Ефим, наконец, понял, о чём говорит брат. Невольно поёжился, вспомнив сияющий солнцем и снегом день, смуглое узкоглазое лицо охотника в меховом малахае, вылетевшего на лыжах из леса и застывшего в трёх шагах от крыльца. При воспоминании о собственном беспомощном испуге по коже продрал мороз.
– Так это… ваш был, что ли?
– Наш! Галданка! Принёсся вечером в стойбище, хохочет, кричит: Антип, твоих встретил! Своими глазами, мол, видел, что вы в балагане у деда Трофима живёте! Мужик, говорит, огромный со зверской рожей и баба с косищей в руку толщиной! Я как услыхал – свету не взвидел! Чуть на пузе по снегу не пополз, лыжи у бурят выпрашивал – не дали, черти. Галданку-то тятька со старейшинами чуть не прибили опосля: надеялись, слышь-ко, что я у них навеки останусь… А про Васёнку Галдан ни слова не сказал. Я и подумал, что – померла…

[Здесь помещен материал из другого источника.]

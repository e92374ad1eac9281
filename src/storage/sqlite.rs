//! SQLite storage implementation
//!
//! Writes are chunked into bounded batches, each in its own transaction, so
//! lock hold time stays short. Contention retries with jittered exponential
//! backoff; a connectivity-class failure reopens the connection first. A
//! batch that still fails after the attempt ceiling is abandoned and the run
//! continues with the next one.

use crate::config::StorageConfig;
use crate::retry::Backoff;
use crate::storage::schema::initialize_schema;
use crate::storage::traits::{Store, StoreError, StoreResult};
use crate::storage::Flat;
use chrono::Local;
use rusqlite::{params, Connection, OptionalExtension};
use std::path::{Path, PathBuf};
use std::time::Duration;

/// Delay after the first contended batch attempt; doubles with jitter from
/// there
const WRITE_RETRY_BASE: Duration = Duration::from_millis(100);

/// Delay shape for connection reopen attempts
const RECONNECT_BASE: Duration = Duration::from_secs(2);
const RECONNECT_LIMIT: u32 = 3;

/// SQLite storage backend
pub struct SqliteStore {
    conn: Connection,
    /// None for in-memory test stores, which cannot be reopened
    path: Option<PathBuf>,
    batch_size: usize,
    write_retry: Backoff,
}

impl SqliteStore {
    /// Opens (or creates) the database configured in `config`
    pub fn new(config: &StorageConfig) -> StoreResult<Self> {
        let path = PathBuf::from(&config.database_path);
        let conn = open_connection(&path)?;
        Ok(Self {
            conn,
            path: Some(path),
            batch_size: config.batch_size,
            write_retry: Backoff::exponential_jitter(config.write_retry_limit, WRITE_RETRY_BASE),
        })
    }

    /// Creates an in-memory store (for testing)
    pub fn new_in_memory() -> StoreResult<Self> {
        let conn = Connection::open_in_memory()?;
        conn.execute_batch("PRAGMA foreign_keys = ON;")?;
        initialize_schema(&conn)?;
        Ok(Self {
            conn,
            path: None,
            batch_size: 50,
            write_retry: Backoff::exponential_jitter(5, Duration::from_millis(10)),
        })
    }

    /// Writes one batch inside a single transaction
    ///
    /// A listing's metadata and its price row commit together or not at all.
    fn write_batch(&mut self, batch: &[Flat]) -> StoreResult<usize> {
        // Same clock as the price observation dates.
        let now = Local::now().to_rfc3339();
        let tx = self.conn.transaction()?;

        for flat in batch {
            tx.execute(
                "INSERT INTO flats
                     (id, url, rooms, area, city, lat, lon, description, photo,
                      address, title, first_seen, last_seen)
                 VALUES (?1, ?2, ?3, ?4, ?5, ?6, ?7, ?8, ?9, ?10, ?11, ?12, ?12)
                 ON CONFLICT(id) DO UPDATE SET
                     url = excluded.url,
                     rooms = excluded.rooms,
                     area = excluded.area,
                     city = excluded.city,
                     lat = excluded.lat,
                     lon = excluded.lon,
                     description = excluded.description,
                     photo = excluded.photo,
                     address = excluded.address,
                     title = excluded.title,
                     last_seen = excluded.last_seen",
                params![
                    flat.id,
                    flat.url,
                    flat.rooms,
                    flat.area,
                    flat.city,
                    flat.lat,
                    flat.lon,
                    flat.description,
                    flat.photo,
                    flat.address,
                    flat.title,
                    now,
                ],
            )?;

            tx.execute(
                "INSERT INTO prices (flat_id, date, price, market_percent)
                 VALUES (?1, ?2, ?3, ?4)
                 ON CONFLICT(flat_id, date) DO UPDATE SET
                     price = excluded.price,
                     market_percent = excluded.market_percent",
                params![
                    flat.id,
                    flat.observed_on.to_string(),
                    flat.price,
                    flat.market_percent,
                ],
            )?;
        }

        tx.commit()?;
        Ok(batch.len())
    }

    /// Retries one batch under the write backoff policy
    fn write_batch_with_retry(&mut self, batch: &[Flat]) -> StoreResult<usize> {
        let mut attempt = 0;
        loop {
            match self.write_batch(batch) {
                Ok(n) => return Ok(n),
                Err(e) if e.is_contention() || e.is_connectivity() => {
                    if e.is_connectivity() {
                        tracing::warn!(error = %e, "Connectivity failure, reconnecting");
                        self.reconnect()?;
                    }
                    match self.write_retry.delay_after(attempt) {
                        Some(delay) => {
                            tracing::warn!(
                                attempt = attempt + 1,
                                delay_ms = delay.as_millis() as u64,
                                error = %e,
                                "Batch write contended, retrying"
                            );
                            std::thread::sleep(delay);
                            attempt += 1;
                        }
                        None => return Err(e),
                    }
                }
                Err(e) => return Err(e),
            }
        }
    }
}

impl Store for SqliteStore {
    fn upsert_listings(&mut self, records: &[Flat]) -> StoreResult<usize> {
        let mut saved = 0;
        for batch in records.chunks(self.batch_size) {
            match self.write_batch_with_retry(batch) {
                Ok(n) => saved += n,
                Err(e) => {
                    // Abandon this batch, keep the rest of the run going.
                    tracing::error!(size = batch.len(), error = %e, "Batch abandoned");
                }
            }
        }
        if saved < records.len() {
            tracing::warn!(saved, total = records.len(), "Partial batch success");
        }
        Ok(saved)
    }

    fn latest_price(&self, flat_id: i64) -> StoreResult<Option<i64>> {
        let price = self
            .conn
            .query_row(
                "SELECT price FROM prices WHERE flat_id = ?1 ORDER BY date DESC LIMIT 1",
                params![flat_id],
                |row| row.get(0),
            )
            .optional()?;
        Ok(price)
    }

    fn reconnect(&mut self) -> StoreResult<()> {
        let Some(path) = self.path.clone() else {
            // In-memory stores have nothing to reopen.
            return Ok(());
        };

        let policy = Backoff {
            limit: RECONNECT_LIMIT,
            base: RECONNECT_BASE,
            exponential: true,
            jitter: false,
        };
        let conn = policy.run_blocking(
            || {
                tracing::info!(path = %path.display(), "Reopening database connection");
                open_connection(&path)
            },
            |_| true,
        )?;
        self.conn = conn;
        tracing::info!("Database reconnection successful");
        Ok(())
    }
}

/// Opens a connection with the crawl's pragmas and an initialized schema
///
/// No busy handler is installed: contention is handled by the batch retry
/// policy above.
fn open_connection(path: &Path) -> StoreResult<Connection> {
    let conn = Connection::open(path)?;
    conn.execute_batch(
        "
        PRAGMA journal_mode = WAL;
        PRAGMA synchronous = NORMAL;
        PRAGMA foreign_keys = ON;
    ",
    )?;
    initialize_schema(&conn)?;
    Ok(conn)
}

#[cfg(test)]
mod tests {
    use super::*;
    use chrono::NaiveDate;

    fn sample_flat(id: i64, price: i64) -> Flat {
        Flat {
            id,
            url: format!("https://krisha.kz/a/show/{}", id),
            rooms: Some(2),
            area: Some(60),
            city: Some("Алматы".to_string()),
            lat: Some(43.2),
            lon: Some(76.9),
            description: Some("desc".to_string()),
            photo: None,
            address: Some("Абая 10".to_string()),
            title: "2-комнатная квартира".to_string(),
            price,
            market_percent: 5.0,
            observed_on: NaiveDate::from_ymd_opt(2026, 8, 29).unwrap(),
        }
    }

    fn count(conn: &Connection, table: &str) -> i64 {
        conn.query_row(&format!("SELECT COUNT(*) FROM {}", table), [], |row| {
            row.get(0)
        })
        .unwrap()
    }

    #[test]
    fn test_upsert_inserts_listing_and_price() {
        let mut store = SqliteStore::new_in_memory().unwrap();
        let saved = store.upsert_listings(&[sample_flat(1, 100)]).unwrap();
        assert_eq!(saved, 1);
        assert_eq!(count(&store.conn, "flats"), 1);
        assert_eq!(count(&store.conn, "prices"), 1);
        assert_eq!(store.latest_price(1).unwrap(), Some(100));
    }

    #[test]
    fn test_upsert_same_batch_twice_is_idempotent() {
        let mut store = SqliteStore::new_in_memory().unwrap();
        let records: Vec<Flat> = (1..=20).map(|id| sample_flat(id, id * 10)).collect();

        store.upsert_listings(&records).unwrap();
        store.upsert_listings(&records).unwrap();

        assert_eq!(count(&store.conn, "flats"), 20);
        assert_eq!(count(&store.conn, "prices"), 20);
    }

    #[test]
    fn test_same_day_price_last_write_wins() {
        let mut store = SqliteStore::new_in_memory().unwrap();
        store.upsert_listings(&[sample_flat(1, 100)]).unwrap();
        store.upsert_listings(&[sample_flat(1, 90)]).unwrap();

        assert_eq!(count(&store.conn, "prices"), 1);
        assert_eq!(store.latest_price(1).unwrap(), Some(90));
    }

    #[test]
    fn test_new_day_appends_price_row() {
        let mut store = SqliteStore::new_in_memory().unwrap();
        store.upsert_listings(&[sample_flat(1, 100)]).unwrap();

        let mut later = sample_flat(1, 95);
        later.observed_on = NaiveDate::from_ymd_opt(2026, 8, 30).unwrap();
        store.upsert_listings(&[later]).unwrap();

        assert_eq!(count(&store.conn, "flats"), 1);
        assert_eq!(count(&store.conn, "prices"), 2);
        assert_eq!(store.latest_price(1).unwrap(), Some(95));
    }

    #[test]
    fn test_metadata_upsert_keeps_single_row() {
        let mut store = SqliteStore::new_in_memory().unwrap();
        store.upsert_listings(&[sample_flat(1, 100)]).unwrap();

        let mut updated = sample_flat(1, 100);
        updated.title = "Updated title".to_string();
        store.upsert_listings(&[updated]).unwrap();

        let title: String = store
            .conn
            .query_row("SELECT title FROM flats WHERE id = 1", [], |row| row.get(0))
            .unwrap();
        assert_eq!(title, "Updated title");
        assert_eq!(count(&store.conn, "flats"), 1);
    }

    #[test]
    fn test_first_seen_survives_update_last_seen_moves() {
        let mut store = SqliteStore::new_in_memory().unwrap();
        store.upsert_listings(&[sample_flat(1, 100)]).unwrap();

        let seen = |store: &SqliteStore| -> (String, String) {
            store
                .conn
                .query_row(
                    "SELECT first_seen, last_seen FROM flats WHERE id = 1",
                    [],
                    |row| Ok((row.get(0)?, row.get(1)?)),
                )
                .unwrap()
        };
        let (first_before, _) = seen(&store);

        std::thread::sleep(Duration::from_millis(5));
        store.upsert_listings(&[sample_flat(1, 90)]).unwrap();

        let (first_after, last_after) = seen(&store);
        assert_eq!(first_after, first_before);
        assert!(last_after > first_after);
    }

    #[test]
    fn test_latest_price_absent_listing() {
        let store = SqliteStore::new_in_memory().unwrap();
        assert_eq!(store.latest_price(999).unwrap(), None);
    }

    #[test]
    fn test_batches_are_chunked() {
        let mut store = SqliteStore::new_in_memory().unwrap();
        store.batch_size = 7;
        let records: Vec<Flat> = (1..=20).map(|id| sample_flat(id, 10)).collect();
        let saved = store.upsert_listings(&records).unwrap();
        assert_eq!(saved, 20);
        assert_eq!(count(&store.conn, "flats"), 20);
    }

    #[test]
    fn test_write_retry_outlasts_held_lock() {
        let dir = tempfile::tempdir().unwrap();
        let db_path = dir.path().join("flats.db");
        let config = StorageConfig {
            database_path: db_path.to_string_lossy().to_string(),
            batch_size: 50,
            write_retry_limit: 6,
        };
        let mut store = SqliteStore::new(&config).unwrap();

        // A second connection holds the write lock for a while, producing
        // SQLITE_BUSY on the store's first attempts.
        let blocker = open_connection(&db_path).unwrap();
        blocker.execute_batch("BEGIN IMMEDIATE;").unwrap();
        let handle = std::thread::spawn(move || {
            std::thread::sleep(Duration::from_millis(250));
            blocker.execute_batch("COMMIT;").unwrap();
        });

        let records: Vec<Flat> = (1..=20).map(|id| sample_flat(id, 10)).collect();
        let saved = store.upsert_listings(&records).unwrap();
        handle.join().unwrap();

        assert_eq!(saved, 20);
        assert_eq!(count(&store.conn, "flats"), 20);
        assert_eq!(count(&store.conn, "prices"), 20);
    }

    #[test]
    fn test_reconnect_reopens_file_database() {
        let dir = tempfile::tempdir().unwrap();
        let db_path = dir.path().join("flats.db");
        let config = StorageConfig {
            database_path: db_path.to_string_lossy().to_string(),
            batch_size: 50,
            write_retry_limit: 3,
        };
        let mut store = SqliteStore::new(&config).unwrap();
        store.upsert_listings(&[sample_flat(1, 100)]).unwrap();

        store.reconnect().unwrap();
        assert_eq!(store.latest_price(1).unwrap(), Some(100));
    }
}
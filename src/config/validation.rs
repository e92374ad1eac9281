//! Configuration validation
//!
//! Catches nonsensical settings before a crawl starts instead of failing
//! somewhere in the middle of a run.

use crate::config::Config;
use crate::{ConfigError, ConfigResult};
use url::Url;

/// Validates a loaded configuration
///
/// # Errors
///
/// Returns `ConfigError::Validation` with a human-readable message for the
/// first problem found.
pub fn validate(config: &Config) -> ConfigResult<()> {
    if config.fetch.retry_delays.is_empty() {
        return Err(ConfigError::Validation(
            "fetch.retry-delays must contain at least one delay slot".to_string(),
        ));
    }

    if config.fetch.timeout == 0 {
        return Err(ConfigError::Validation(
            "fetch.timeout must be at least 1 second".to_string(),
        ));
    }

    if config.fetch.user_agent.trim().is_empty() {
        return Err(ConfigError::Validation(
            "fetch.user-agent must not be empty".to_string(),
        ));
    }

    if config.crawler.ads_per_page == 0 {
        return Err(ConfigError::Validation(
            "crawler.ads-per-page must be at least 1".to_string(),
        ));
    }

    if config.crawler.page_retry_limit == 0 {
        return Err(ConfigError::Validation(
            "crawler.page-retry-limit must be at least 1".to_string(),
        ));
    }

    if config.crawler.next_page_retry_limit == 0 {
        return Err(ConfigError::Validation(
            "crawler.next-page-retry-limit must be at least 1".to_string(),
        ));
    }

    let base = Url::parse(&config.search.base_url).map_err(|e| {
        ConfigError::Validation(format!(
            "search.base-url is not a valid URL ({}): {}",
            config.search.base_url, e
        ))
    })?;
    if base.host_str().is_none() {
        return Err(ConfigError::Validation(format!(
            "search.base-url has no host: {}",
            config.search.base_url
        )));
    }

    if !config.search.path.starts_with('/') {
        return Err(ConfigError::Validation(format!(
            "search.path must start with '/': {}",
            config.search.path
        )));
    }

    if config.storage.database_path.trim().is_empty() {
        return Err(ConfigError::Validation(
            "storage.database-path must not be empty".to_string(),
        ));
    }

    if config.storage.batch_size == 0 {
        return Err(ConfigError::Validation(
            "storage.batch-size must be at least 1".to_string(),
        ));
    }

    if config.storage.write_retry_limit == 0 {
        return Err(ConfigError::Validation(
            "storage.write-retry-limit must be at least 1".to_string(),
        ));
    }

    Ok(())
}
//! Persistence layer
//!
//! Listings and their price history live in SQLite. The crawler core talks
//! to the [`Store`] trait only, so tests can substitute fakes and the
//! notification front-end can read the same schema independently.

mod schema;
mod sqlite;
mod traits;

pub use schema::{initialize_schema, SCHEMA_SQL};
pub use sqlite::SqliteStore;
pub use traits::{Store, StoreError, StoreResult};

use chrono::NaiveDate;

/// A normalized listing record, ready for persistence
///
/// One record carries both the metadata snapshot (upserted by id) and the
/// price observation for the day it was ingested.
#[derive(Debug, Clone, PartialEq)]
pub struct Flat {
    /// Stable numeric identifier from the listing's canonical URL
    pub id: i64,
    /// External reference URL
    pub url: String,
    pub rooms: Option<u32>,
    /// Floor area in square meters
    pub area: Option<u32>,
    pub city: Option<String>,
    pub lat: Option<f64>,
    pub lon: Option<f64>,
    pub description: Option<String>,
    pub photo: Option<String>,
    pub address: Option<String>,
    pub title: String,
    /// Price in integer currency units
    pub price: i64,
    /// Percent below market from the price-analysis document, 0.0 if absent
    pub market_percent: f64,
    /// Calendar day of the observation
    pub observed_on: NaiveDate,
}
//! Page parsing
//!
//! The crawler core never touches HTML directly: it goes through the
//! [`PageParser`] capability, which turns fetched documents into typed
//! fields. Structural failures (an expected marker missing from the page)
//! are reported as [`ParseError::ElementNotFound`] and are fatal only to the
//! enclosing page or listing.

mod krisha;

pub use krisha::KrishaParser;

use thiserror::Error;

/// Errors produced by page parsing
#[derive(Debug, Error)]
pub enum ParseError {
    #[error("Expected element not found: {0}")]
    ElementNotFound(String),
}

/// Result type for parse operations
pub type ParseResult<T> = std::result::Result<T, ParseError>;

/// Metadata extracted from the first search result page
#[derive(Debug, Clone, Copy, PartialEq, Eq)]
pub struct SearchMeta {
    /// Total number of ads the source reports for the search
    pub ad_count: u32,

    /// Number of result pages, derived from the ad count
    pub page_count: u32,
}

impl SearchMeta {
    /// Derives the page count from an ad count and the source's page size
    ///
    /// Exact multiples must not produce a trailing empty page: 40 ads at 20
    /// per page is 2 pages, 41 is 3.
    pub fn new(ad_count: u32, ads_per_page: u32) -> Self {
        let page_count = ad_count.div_ceil(ads_per_page);
        Self {
            ad_count,
            page_count,
        }
    }
}

/// Structured fields extracted from a listing detail page
///
/// Everything except the title is optional: detail pages vary and a missing
/// secondary field is not worth losing the listing over.
#[derive(Debug, Clone, Default, PartialEq)]
pub struct ListingFields {
    pub title: String,
    pub rooms: Option<u32>,
    pub area: Option<u32>,
    pub city: Option<String>,
    pub lat: Option<f64>,
    pub lon: Option<f64>,
    pub description: Option<String>,
    pub photo: Option<String>,
    pub address: Option<String>,
}

/// The Page Parser capability consumed by the crawler core
pub trait PageParser {
    /// Extracts the ad count from the first search page and derives the
    /// page count from it
    fn search_meta(&self, doc: &str, ads_per_page: u32) -> ParseResult<SearchMeta>;

    /// Extracts the absolute listing URLs present on a search result page
    fn listing_urls(&self, doc: &str) -> ParseResult<Vec<String>>;

    /// Extracts the structured record fields from a listing detail page
    fn listing_fields(&self, doc: &str) -> ParseResult<ListingFields>;

    /// Extracts the current price from a listing detail page, if present
    fn listing_price(&self, doc: &str) -> Option<i64>;

    /// Extracts the "percent below market" indicator from a price-analysis
    /// document; best-effort, 0.0 when the marker is absent
    fn market_percent(&self, doc: &str) -> f64;

    /// Extracts the absolute URL of the next search result page
    fn next_page_url(&self, doc: &str) -> ParseResult<String>;
}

– Малого развяжите! – потребовала она.
– Убежит! – возразил Гришка.
– Убегу! – подтвердил Петька.
– Вместе убежим, – пообещала им обоим Устинья, – Только опосля. Я вам, ребята, живой не дамся. Двух уж покалечила, остальные – очереди ждите!
Братья заухмылялись, но как-то невесело. Петьке, однако, всё же развязали руки, и он тут же выхватил у старшего «разбойника» Танюшку. Василису, посовещавшись, распутали тоже («Куда она, брюхатая, по лесу сбежит?»). Но освободить Устинью не решился никто, да она и не просила об этом. Молча, брезгливо отбросила головой руки Гришки, встала на колени, затем – на ноги. И зашагала впереди всех сама. Огромный Егор только попятился, когда Устинья проходила мимо, и украдкой сплюнул через плечо.
Они шли целый день, минуя то сумрачные еловые пролески, то солнечные косогоры, сплошь покрытые молодой травой, то каменистые холмы, где скакали по вековым валунам ещё серые, не облинявшие белки и полосатые, вёрткие бурундуки. Перебирались вброд через ручьи, несущие по камням сухостой и прелую хвою, петляли между могучими кедрами. Устинья за весь день не произнесла ни слова, не отвечала, когда обращались к ней. Лишь когда Петька в который раз принялся осыпать похитителей каторжанской бранью, она вполголоса велела:
– Перестань.
– Да как же ещё-то с ними?! – Петька повернул к ней чумазое, всё в дорожках высохших слёз лицо. – Нешто по-другому надо?
– Никак не надо. Много чести. А слов таких я чтоб от тебя не слыхала, малой! Они – нелюди, так ты-то таким же не будь.
Идущий рядом Егор обиженно насупился, но промолчал. Петька опалил его мрачным взглядом. Сквозь зубы сказал:
– Погоди, рассучий сын: вернётся дядя Ефим-то…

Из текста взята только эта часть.